Унтер офицер подбежал к старшему офицеру и испуганным шепотом (как за обедом докладывает дворецкий хозяину, что нет больше требуемого вина) сказал, что зарядов больше не было.
– Разбойники, что делают! – закричал офицер, оборачиваясь к Пьеру. Лицо старшего офицера было красно и потно, нахмуренные глаза блестели. – Беги к резервам, приводи ящики! – крикнул он, сердито обходя взглядом Пьера и обращаясь к своему солдату.
– Я пойду, – сказал Пьер. Офицер, не отвечая ему, большими шагами пошел в другую сторону.
– Не стрелять… Выжидай! – кричал он.
Солдат, которому приказано было идти за зарядами, столкнулся с Пьером.
– Эх, барин, не место тебе тут, – сказал он и побежал вниз. Пьер побежал за солдатом, обходя то место, на котором сидел молоденький офицерик.
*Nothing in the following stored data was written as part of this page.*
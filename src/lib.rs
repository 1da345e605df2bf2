pub mod ai;
pub mod auth;
pub mod catalog;
pub mod config;
pub mod error;
pub mod format;
pub mod handlers;
pub mod middleware;
pub mod models;
pub mod routes;
pub mod search;
pub mod stats;
pub mod store;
Одно, другое, третье ядро пролетало над ним, ударялось впереди, с боков, сзади. Пьер сбежал вниз. «Куда я?» – вдруг вспомнил он, уже подбегая к зеленым ящикам. Он остановился в нерешительности, идти ему назад или вперед. Вдруг страшный толчок откинул его назад, на землю. В то же мгновенье блеск большого огня осветил его, и в то же мгновенье раздался оглушающий, зазвеневший в ушах гром, треск и свист.
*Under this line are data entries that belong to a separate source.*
//! AI answer generation for student questions.
//!
//! Questions are classified into a subject category by keyword matching, the
//! knowledge base is searched for related entries to use as context, and an
//! answer is generated by OpenAI or Anthropic when an API key is configured.
//! Without a key (or when both providers fail) a category-specific template
//! answer is returned instead, so the endpoint never hard-fails on provider
//! availability.

use anyhow::{anyhow, Context, Result};
use serde::{Deserialize, Serialize};
use std::time::Duration;

use crate::config::AppConfig;

pub const MATH_CATEGORY: &str = "수학";
pub const SCIENCE_CATEGORY: &str = "과학";
pub const PROGRAMMING_CATEGORY: &str = "프로그래밍";
pub const KOREAN_CATEGORY: &str = "국어";
pub const ENGLISH_CATEGORY: &str = "영어";
pub const GENERAL_CATEGORY: &str = "일반";

/// Default tag attached to AI-generated entries saved into the knowledge base.
pub const AI_GENERATED_TAG: &str = "AI생성";

const MATH_KEYWORDS: &[&str] = &[
    "수학", "계산", "공식", "방정식", "함수", "미분", "적분", "기하", "대수",
];
const SCIENCE_KEYWORDS: &[&str] = &["과학", "물리", "화학", "생물", "실험", "원리", "법칙"];
const PROGRAMMING_KEYWORDS: &[&str] = &[
    "프로그래밍",
    "코딩",
    "파이썬",
    "자바스크립트",
    "알고리즘",
    "데이터베이스",
];
const KOREAN_KEYWORDS: &[&str] = &["국어", "문법", "맞춤법", "문학", "작문"];
const ENGLISH_KEYWORDS: &[&str] = &["영어", "단어", "독해", "회화"];

/// A knowledge-base entry condensed into prompt context.
#[derive(Debug, Clone, Serialize, Deserialize)]
pub struct QaContext {
    pub question: String,
    pub answer: String,
    pub category: String,
    pub tags: Vec<String>,
}

#[derive(Debug, Clone, Serialize, Deserialize)]
pub struct AiAnswer {
    pub answer: String,
    pub confidence: f32,
    pub category: String,
    pub sources: Vec<String>,
    pub reasoning: String,
}

pub struct AiService {
    client: reqwest::Client,
    openai_api_key: Option<String>,
    anthropic_api_key: Option<String>,
}

impl AiService {
    pub fn from_config(config: &AppConfig) -> Self {
        let keys = config.api_keys.as_ref();
        Self {
            client: reqwest::Client::new(),
            openai_api_key: keys.and_then(|k| k.openai_api_key.clone()),
            anthropic_api_key: keys.and_then(|k| k.anthropic_api_key.clone()),
        }
    }

    /// Keyword-based subject classification, defaulting to the general
    /// category when no subject keyword appears.
    pub fn classify_category(question: &str) -> &'static str {
        let question = question.to_lowercase();
        let contains_any = |keywords: &[&str]| keywords.iter().any(|k| question.contains(k));

        if contains_any(MATH_KEYWORDS) {
            MATH_CATEGORY
        } else if contains_any(SCIENCE_KEYWORDS) {
            SCIENCE_CATEGORY
        } else if contains_any(PROGRAMMING_KEYWORDS) {
            PROGRAMMING_CATEGORY
        } else if contains_any(KOREAN_KEYWORDS) {
            KOREAN_CATEGORY
        } else if contains_any(ENGLISH_KEYWORDS) {
            ENGLISH_CATEGORY
        } else {
            GENERAL_CATEGORY
        }
    }

    pub async fn generate_answer(
        &self,
        question: &str,
        category: &str,
        context: &[QaContext],
    ) -> AiAnswer {
        let sources: Vec<String> = context.iter().map(|c| c.question.clone()).collect();
        let prompt = build_prompt(question, category, context);

        if let Some(key) = &self.openai_api_key {
            match self.call_openai(key, &prompt, category, &sources).await {
                Ok(answer) => return answer,
                Err(e) => tracing::warn!("OpenAI request failed, trying fallback: {e}"),
            }
        }

        if let Some(key) = &self.anthropic_api_key {
            match self.call_anthropic(key, &prompt, category, &sources).await {
                Ok(answer) => return answer,
                Err(e) => tracing::warn!("Anthropic request failed, trying fallback: {e}"),
            }
        }

        fallback_answer(category, &sources)
    }

    async fn call_openai(
        &self,
        api_key: &str,
        prompt: &str,
        category: &str,
        sources: &[String],
    ) -> Result<AiAnswer> {
        let body = serde_json::json!({
            "model": "gpt-4",
            "messages": [
                {
                    "role": "system",
                    "content": "당신은 전문적인 교육 도우미입니다. 정확하고 이해하기 쉬운 답변을 제공합니다."
                },
                { "role": "user", "content": prompt }
            ],
            "max_tokens": 1000,
            "temperature": 0.7
        });

        let response = self
            .client
            .post("https://api.openai.com/v1/chat/completions")
            .bearer_auth(api_key)
            .json(&body)
            .timeout(Duration::from_secs(30))
            .send()
            .await
            .context("OpenAI request failed")?;

        if !response.status().is_success() {
            return Err(anyhow!("OpenAI API error: {}", response.status()));
        }

        let result: serde_json::Value = response.json().await?;
        let answer = result["choices"][0]["message"]["content"]
            .as_str()
            .ok_or_else(|| anyhow!("Unexpected OpenAI response shape"))?
            .to_string();

        Ok(AiAnswer {
            answer,
            confidence: 0.9,
            category: category.to_string(),
            sources: sources.to_vec(),
            reasoning: "OpenAI GPT-4를 사용한 답변".to_string(),
        })
    }

    async fn call_anthropic(
        &self,
        api_key: &str,
        prompt: &str,
        category: &str,
        sources: &[String],
    ) -> Result<AiAnswer> {
        let body = serde_json::json!({
            "model": "claude-3-5-sonnet-20241022",
            "max_tokens": 1000,
            "messages": [
                { "role": "user", "content": prompt }
            ]
        });

        let response = self
            .client
            .post("https://api.anthropic.com/v1/messages")
            .header("x-api-key", api_key)
            .header("anthropic-version", "2023-06-01")
            .json(&body)
            .timeout(Duration::from_secs(30))
            .send()
            .await
            .context("Anthropic request failed")?;

        if !response.status().is_success() {
            return Err(anyhow!("Anthropic API error: {}", response.status()));
        }

        let result: serde_json::Value = response.json().await?;
        let answer = result["content"][0]["text"]
            .as_str()
            .ok_or_else(|| anyhow!("Unexpected Anthropic response shape"))?
            .to_string();

        Ok(AiAnswer {
            answer,
            confidence: 0.9,
            category: category.to_string(),
            sources: sources.to_vec(),
            reasoning: "Claude AI를 사용한 답변".to_string(),
        })
    }
}

fn build_prompt(question: &str, category: &str, context: &[QaContext]) -> String {
    let mut context_text = String::new();
    if !context.is_empty() {
        context_text.push_str("\n\n관련 정보:\n");
        for (i, item) in context.iter().enumerate() {
            context_text.push_str(&format!(
                "{}. Q: {}\n   A: {}\n",
                i + 1,
                item.question,
                item.answer
            ));
        }
    }

    let base_prompt = format!(
        "질문: {question}\n카테고리: {category}\n{context_text}\n위 정보를 참고하여 질문에 대한 전문적이고 정확한 답변을 한국어로 작성해주세요."
    );

    let guidelines = match category {
        MATH_CATEGORY => {
            "\n\n수학 답변 가이드라인:\n- 공식이나 수식이 포함된 경우 LaTeX 형식으로 작성 (예: $x^2 + y^2 = r^2$)\n- 단계별로 풀이 과정을 명확히 설명\n- 필요시 그래프나 도형 설명 포함\n- 결과 검증 방법 제시"
        }
        SCIENCE_CATEGORY => {
            "\n\n과학 답변 가이드라인:\n- 과학적 원리와 법칙을 명확히 설명\n- 실험이나 관찰 사례 포함\n- 관련 공식이나 화학식 제시\n- 실생활 응용 사례 언급"
        }
        PROGRAMMING_CATEGORY => {
            "\n\n프로그래밍 답변 가이드라인:\n- 코드 예시를 포함하여 설명\n- 각 단계별 주석과 설명\n- 실행 결과나 출력 예시\n- 최적화나 대안 방법 제시"
        }
        _ => "",
    };

    format!("{base_prompt}{guidelines}")
}

/// Template answer used when no AI provider is reachable.
fn fallback_answer(category: &str, sources: &[String]) -> AiAnswer {
    let base = match category {
        MATH_CATEGORY => {
            "이 수학 문제를 해결하기 위해서는 단계별로 접근해보겠습니다. 주어진 조건을 정리하고, 관련 공식을 적용해보세요. 구체적인 계산 과정이 필요하시면 더 자세한 정보를 제공해주세요."
        }
        SCIENCE_CATEGORY => {
            "이 과학 질문에 답하기 위해서는 관련 원리와 법칙을 이해하는 것이 중요합니다. 실험적 관찰이나 이론적 배경을 함께 고려해보시기 바랍니다."
        }
        PROGRAMMING_CATEGORY => {
            "이 프로그래밍 문제를 해결하기 위해서는 알고리즘을 단계별로 설계하고 구현해야 합니다. 코드 예시와 함께 설명드리겠습니다."
        }
        _ => {
            "질문에 대한 답변을 위해 관련 정보를 수집하고 분석해보겠습니다. 더 구체적인 내용이나 맥락을 제공해주시면 더 정확한 답변을 드릴 수 있습니다."
        }
    };

    let mut answer = base.to_string();
    if !sources.is_empty() {
        answer.push_str("\n\n참고한 관련 질문들:\n");
        for source in sources.iter().take(3) {
            answer.push_str(&format!("- {source}\n"));
        }
    }

    AiAnswer {
        answer,
        confidence: 0.6,
        category: category.to_string(),
        sources: sources.to_vec(),
        reasoning: "기본 템플릿 기반 답변 (AI 서비스 미사용)".to_string(),
    }
}

#[cfg(test)]
mod tests {
    use super::*;

    #[test]
    fn test_classify_category_by_keywords() {
        assert_eq!(
            AiService::classify_category("이차방정식 공식이 뭐야?"),
            MATH_CATEGORY
        );
        assert_eq!(
            AiService::classify_category("화학 실험 보고서 쓰는 법"),
            SCIENCE_CATEGORY
        );
        assert_eq!(
            AiService::classify_category("파이썬 알고리즘 질문입니다"),
            PROGRAMMING_CATEGORY
        );
        assert_eq!(
            AiService::classify_category("맞춤법 검사 부탁해요"),
            KOREAN_CATEGORY
        );
        assert_eq!(
            AiService::classify_category("영어 독해 잘하는 법"),
            ENGLISH_CATEGORY
        );
        assert_eq!(
            AiService::classify_category("What is the capital of France?"),
            GENERAL_CATEGORY
        );
    }

    #[test]
    fn test_fallback_answer_lists_sources() {
        let sources = vec!["What is Python?".to_string(), "What is a loop?".to_string()];
        let answer = fallback_answer(PROGRAMMING_CATEGORY, &sources);

        assert_eq!(answer.category, PROGRAMMING_CATEGORY);
        assert!(answer.confidence < 0.9);
        assert!(answer.answer.contains("What is Python?"));
        assert_eq!(answer.sources.len(), 2);
    }

    #[test]
    fn test_prompt_includes_context_and_guidelines() {
        let context = vec![QaContext {
            question: "미분이란?".to_string(),
            answer: "변화율입니다".to_string(),
            category: MATH_CATEGORY.to_string(),
            tags: vec![],
        }];

        let prompt = build_prompt("적분이란?", MATH_CATEGORY, &context);
        assert!(prompt.contains("적분이란?"));
        assert!(prompt.contains("미분이란?"));
        assert!(prompt.contains("수학 답변 가이드라인"));

        let no_context = build_prompt("hi", GENERAL_CATEGORY, &[]);
        assert!(!no_context.contains("관련 정보"));
    }
}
Пьер, очнувшись, сидел на заду, опираясь руками о землю; ящика, около которого он был, не было; только валялись зеленые обожженные доски и тряпки на выжженной траве, и лошадь, трепля обломками оглобель, проскакала от него, а другая, так же как и сам Пьер, лежала на земле и пронзительно, протяжно визжала.
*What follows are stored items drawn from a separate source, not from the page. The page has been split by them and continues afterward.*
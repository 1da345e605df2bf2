//! Aggregate statistics over the knowledge base.
//!
//! All aggregation is a pure function of the current collections and is
//! recomputed on every call; there is no incremental caching.

use std::collections::BTreeMap;

use chrono::Utc;
use serde::{Deserialize, Serialize};

use crate::auth::TOKEN_TTL_SECS;
use crate::models::{QaEntry, Reply, User};

#[derive(Debug, Clone, Serialize, Deserialize)]
pub struct StatsSnapshot {
    pub total_qa: usize,
    pub categories: Vec<String>,
    pub category_counts: BTreeMap<String, usize>,
    pub top_tags: Vec<(String, usize)>,
    pub reply_stats: ReplyStats,
    pub user_stats: UserStats,
}

#[derive(Debug, Clone, Serialize, Deserialize)]
pub struct ReplyStats {
    pub total_replies: usize,
    pub helpful_replies: usize,
    pub top_contributors: Vec<(String, usize)>,
}

#[derive(Debug, Clone, Serialize, Deserialize)]
pub struct UserStats {
    pub total_users: usize,
    pub active_users: usize,
    pub active_sessions: usize,
}

const TOP_TAGS_LIMIT: usize = 10;
const TOP_CONTRIBUTORS_LIMIT: usize = 5;

pub fn compute_stats(entries: &[QaEntry], replies: &[Reply], users: &[User]) -> StatsSnapshot {
    let mut category_counts: BTreeMap<String, usize> = BTreeMap::new();
    // Tag counts in first-seen order so that ties keep that order after the
    // stable sort below.
    let mut tag_counts: Vec<(String, usize)> = Vec::new();

    for entry in entries {
        *category_counts.entry(entry.category.clone()).or_insert(0) += 1;

        for tag in &entry.tags {
            match tag_counts.iter_mut().find(|(t, _)| t == tag) {
                Some((_, count)) => *count += 1,
                None => tag_counts.push((tag.clone(), 1)),
            }
        }
    }

    tag_counts.sort_by(|a, b| b.1.cmp(&a.1));
    tag_counts.truncate(TOP_TAGS_LIMIT);

    let categories: Vec<String> = category_counts.keys().cloned().collect();

    StatsSnapshot {
        total_qa: entries.len(),
        categories,
        category_counts,
        top_tags: tag_counts,
        reply_stats: compute_reply_stats(replies),
        user_stats: compute_user_stats(users),
    }
}

fn compute_reply_stats(replies: &[Reply]) -> ReplyStats {
    let live: Vec<&Reply> = replies.iter().filter(|r| !r.is_deleted).collect();

    let helpful_replies = live.iter().filter(|r| r.helpful_votes() > 0).count();

    let mut contributor_counts: Vec<(String, usize)> = Vec::new();
    for reply in &live {
        match contributor_counts.iter_mut().find(|(u, _)| *u == reply.username) {
            Some((_, count)) => *count += 1,
            None => contributor_counts.push((reply.username.clone(), 1)),
        }
    }
    contributor_counts.sort_by(|a, b| b.1.cmp(&a.1));
    contributor_counts.truncate(TOP_CONTRIBUTORS_LIMIT);

    ReplyStats {
        total_replies: live.len(),
        helpful_replies,
        top_contributors: contributor_counts,
    }
}

fn compute_user_stats(users: &[User]) -> UserStats {
    let now = Utc::now().timestamp();

    // Without a server-side session table, a user with a login inside the
    // token lifetime may still hold a valid token.
    let active_sessions = users
        .iter()
        .filter(|u| {
            u.last_login_at
                .map(|t| now - t < TOKEN_TTL_SECS)
                .unwrap_or(false)
        })
        .count();

    UserStats {
        total_users: users.len(),
        active_users: users.iter().filter(|u| u.is_active).count(),
        active_sessions,
    }
}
Пьер, не помня себя от страха, вскочил и побежал назад на батарею, как на единственное убежище от всех ужасов, окружавших его.
В то время как Пьер входил в окоп, он заметил, что на батарее выстрелов не слышно было, но какие то люди что то делали там. Пьер не успел понять того, какие это были люди. Он увидел старшего полковника, задом к нему лежащего на валу, как будто рассматривающего что то внизу, и видел одного, замеченного им, солдата, который, прорываясь вперед от людей, державших его за руку, кричал: «Братцы!» – и видел еще что то странное.
Но он не успел еще сообразить того, что полковник был убит, что кричавший «братцы!» был пленный, что в глазах его был заколон штыком в спину другой солдат. Едва он вбежал в окоп, как худощавый, желтый, с потным лицом человек в синем мундире, со шпагой в руке, набежал на него, крича что то. Пьер, инстинктивно обороняясь от толчка, так как они, не видав, разбежались друг против друга, выставил руки и схватил этого человека (это был французский офицер) одной рукой за плечо, другой за гордо. Офицер, выпустив шпагу, схватил Пьера за шиворот.
Несколько секунд они оба испуганными глазами смотрели на чуждые друг другу лица, и оба были в недоумении о том, что они сделали и что им делать. «Я ли взят в плен или он взят в плен мною? – думал каждый из них. Но, очевидно, французский офицер более склонялся к мысли, что в плен взят он, потому что сильная рука Пьера, движимая невольным страхом, все крепче и крепче сжимала его горло. Француз что то хотел сказать, как вдруг над самой головой их низко и страшно просвистело ядро, и Пьеру показалось, что голова французского офицера оторвана: так быстро он согнул ее.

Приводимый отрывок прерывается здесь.